Reputation: 1343
I've been trying to set up a parent dag that has two subdags, each runs at a slightly different time due to available of their respective data sources. However, the subdags seem to be kicked off immediately with the parent dag, disregarding their own schedule_intervals. Does someone know if this is the default behavior for airflow? Is there a way to get around that without turning them into standalone dags or using sensors?
Upvotes: 4
Views: 5666
Reputation: 6841
The subdag is going to obey the parent dag schedule (since it's the parent that triggers the subdag) and won't run on its own schedule unless it's configured to do so as a standalone dag.
Probably what you really want is some other type of dependency mechanism. I'm trying to guess what's your scenario here:
I'm not sure why wouldn't you want DagA and DagB to be standalone Dags, but if you really want to preserve your structure you can set the parent DAG schedule to be the greatest common divisor of the schedules from DagA and DagB and add conditional flows to avoid executing them if they're not due.

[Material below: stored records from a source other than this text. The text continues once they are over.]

use super::*;
use crate::graph;
use std::collections::BTreeSet;

fn member_paths(component: &Component, task: &str) -> Vec<String> {
    component
        .task(task)
        .unwrap()
        .steps()
        .iter()
        .map(|member| component.step_by_id(member.step).unwrap().subdir().to_string())
        .collect()
}

#[test]
fn catalogue_registers_every_family() {
    let component = build_component().unwrap();
    let tasks: Vec<&str> = component.tasks().map(|(_, task)| task.subdir()).collect();
    assert_eq!(tasks.len(), 40);
    assert!(tasks.contains(&"planar/drying_slope/sigma/1km/barotropic/decomp"));
    assert!(tasks.contains(&"planar/drying_slope/z-star/1km/baroclinic/ramp"));
    let longest = "planar/ice_shelf_2d/2km_thinfilm/default_tidal_forcing_time_varying_forcing";
    assert!(tasks.contains(&longest));
    assert!(tasks.contains(&"planar/manufactured_solution/del4"));
    assert!(tasks.contains(&"spherical/icos/global_ocean/with_viz"));
    assert!(tasks.contains(&"spherical/icos/correlated_tracers_2d"));
}

#[test]
fn catalogue_graph_is_acyclic() {
    let component = build_component().unwrap();
    let steps: BTreeSet<_> = component.steps().map(|(id, _)| id).collect();
    let graph = graph::build(&component, &steps).unwrap();
    assert_eq!(graph.len(), component.step_count());
}

#[test]
fn barotropic_tasks_share_their_init() {
    let component = build_component().unwrap();
    let indir = "planar/drying_slope/single_layer/250m/barotropic";
    let init = component.step_id(&format!("{indir}/init")).unwrap();
    for name in ["standard", "ramp", "ramp_loglaw"] {
        let task = component.task(&format!("{indir}/{name}")).unwrap();
        assert!(task.contains(init));
        assert_eq!(task.config_link(), Some("drying_slope.cfg"));
    }
    assert_eq!(component.tasks_using(init).len(), 3);
    let config = component.effective_config(init).unwrap();
    assert_eq!(config.get("vertical_grid", "coord_type").unwrap(), "single_layer");
    assert_eq!(config.getfloat("vertical_grid", "bottom_depth").unwrap(), 10.0);
}

#[test]
fn ice_shelf_tasks_share_the_adjustment_chain() {
    let component = build_component().unwrap();
    let resdir = "planar/ice_shelf_2d/5km";
    let default = member_paths(&component, &format!("{resdir}/default"));
    assert_eq!(default.len(), 1 + 20 + 2);
    assert_eq!(default[0], format!("{resdir}/init"));
    assert_eq!(default[20], format!("{resdir}/ssh_adjustment/ssh_adjust_9"));

    let forward_9 = component
        .step_id(&format!("{resdir}/ssh_adjustment/ssh_forward_9"))
        .unwrap();
    assert_eq!(component.tasks_using(forward_9).len(), 4);
    let forward = component.step_id(&format!("{resdir}/default/forward")).unwrap();
    let adjust_9 = component
        .step_id(&format!("{resdir}/ssh_adjustment/ssh_adjust_9"))
        .unwrap();
    assert_eq!(graph::dependencies(&component, forward).unwrap(), vec![adjust_9]);
}

#[test]
fn fewer_adjustment_iterations_prune_the_tail_of_the_chain() {
    let mut component = build_component().unwrap();
    let mut user = ConfigLayer::new("user.cfg");
    user.add_from_str("user.cfg", "[ssh_adjustment]\niterations = 1\n")
        .unwrap();
    component.apply_user_config(&user);
    let resdir = "planar/ice_shelf_2d/2km";
    for name in [
        "default",
        "default_tidal_forcing",
        "default_time_varying_forcing",
        "default_tidal_forcing_time_varying_forcing",
    ] {
        component.configure_task(&format!("{resdir}/{name}")).unwrap();
    }
    assert!(component
        .step_id(&format!("{resdir}/ssh_adjustment/ssh_adjust_0"))
        .is_some());
    assert!(component
        .step_id(&format!("{resdir}/ssh_adjustment/ssh_forward_1"))
        .is_none());
    assert_eq!(member_paths(&component, &format!("{resdir}/default")).len(), 5);
}

#[test]
fn global_ocean_tasks_share_the_base_mesh() {
    let mut component = build_component().unwrap();
    let mut user = ConfigLayer::new("user.cfg");
    user.add_from_str("user.cfg", "[global_ocean]\nresolution = 480\n")
        .unwrap();
    component.apply_user_config(&user);
    for task in ["spherical/icos/global_ocean", "spherical/icos/global_ocean/with_viz"] {
        component.configure_task(task).unwrap();
    }

    let mesh = component.step_id("spherical/icos/base_mesh/480km").unwrap();
    assert_eq!(
        component.tasks_using(mesh),
        ["spherical/icos/global_ocean", "spherical/icos/global_ocean/with_viz"]
    );
    assert!(component.step_id("spherical/icos/base_mesh/30km").is_none());
    let viz = component.task("spherical/icos/global_ocean/with_viz").unwrap();
    let aliases: Vec<&str> = viz
        .steps()
        .iter()
        .filter_map(|member| member.alias.as_deref())
        .collect();
    assert_eq!(aliases, ["base_mesh/icos_480km", "topo_remap", "init"]);
}

#[test]
fn sphere_transport_reuses_the_global_ocean_mesh() {
    let mut component = build_component().unwrap();
    let mut user = ConfigLayer::new("user.cfg");
    user.add_from_str("user.cfg", "[global_ocean]\nresolution = 480\n")
        .unwrap();
    component.apply_user_config(&user);
    component
        .configure_task("spherical/icos/global_ocean")
        .unwrap();

    let mesh = component.step_id("spherical/icos/base_mesh/480km").unwrap();
    let users = component.tasks_using(mesh);
    assert!(users.contains(&"spherical/icos/global_ocean"));
    assert!(users.contains(&"spherical/icos/rotation_2d"));
    assert!(users.contains(&"spherical/icos/correlated_tracers_2d"));

    let init = component
        .step_id("spherical/icos/rotation_2d/480km/init")
        .unwrap();
    let forward = component
        .step_id("spherical/icos/rotation_2d/480km/forward")
        .unwrap();
    let viz = component.step_id("spherical/icos/rotation_2d/viz").unwrap();
    assert_eq!(graph::dependencies(&component, init).unwrap(), [mesh]);
    assert_eq!(graph::dependencies(&component, forward).unwrap(), [init]);
    assert_eq!(graph::dependencies(&component, viz).unwrap().len(), 2);

    let task = component.task("spherical/icos/rotation_2d").unwrap();
    assert!(!task.default_steps().any(|step| step == viz));
}

#[test]
fn convergence_series_follows_user_resolutions() {
    let mut component = build_component().unwrap();
    let task = "planar/manufactured_solution/del2";
    let mut user = ConfigLayer::new("user.cfg");
    user.add_from_str("user.cfg", "[convergence]\nresolutions = 100, 50\n")
        .unwrap();
    component.apply_user_config(&user);
    let diff = component.configure_task(task).unwrap();
    assert!(diff.added.is_empty());
    assert!(diff.removed.contains(&format!("{task}/init/200km")));
    assert!(diff.removed.contains(&format!("{task}/forward/25km")));
    assert!(component.step_id(&format!("{task}/forward/25km")).is_none());

    let analysis = component.step(&format!("{task}/analysis")).unwrap();
    let inputs: Vec<&str> = analysis
        .inputs()
        .iter()
        .map(|input| input.filename.as_str())
        .collect();
    assert_eq!(inputs, ["output_100km.nc", "output_50km.nc"]);
}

On the other hand, I would suggest you to try to map dependencies directly with code instead of making them implicit with scheduling. If DagA depends on something external, be it a data source or another DAG, you can use a Sensor.
Upvotes: 9
Reputation: 8239
If I understand correctly, this could be related to a blog post https://medium.com/handy-tech/airflow-tips-tricks-and-pitfalls-9ba53fba14eb:
Or to be more accurate: you can’t put a subdag in its own module in the dags folder unless you protect it with some kind of factory. Or to be even more accurate: you can, but then the subdag will be run on its own schedule, as well as by the subdag operator in the main dag.
We solve this by using a factory function.
Upvotes: 0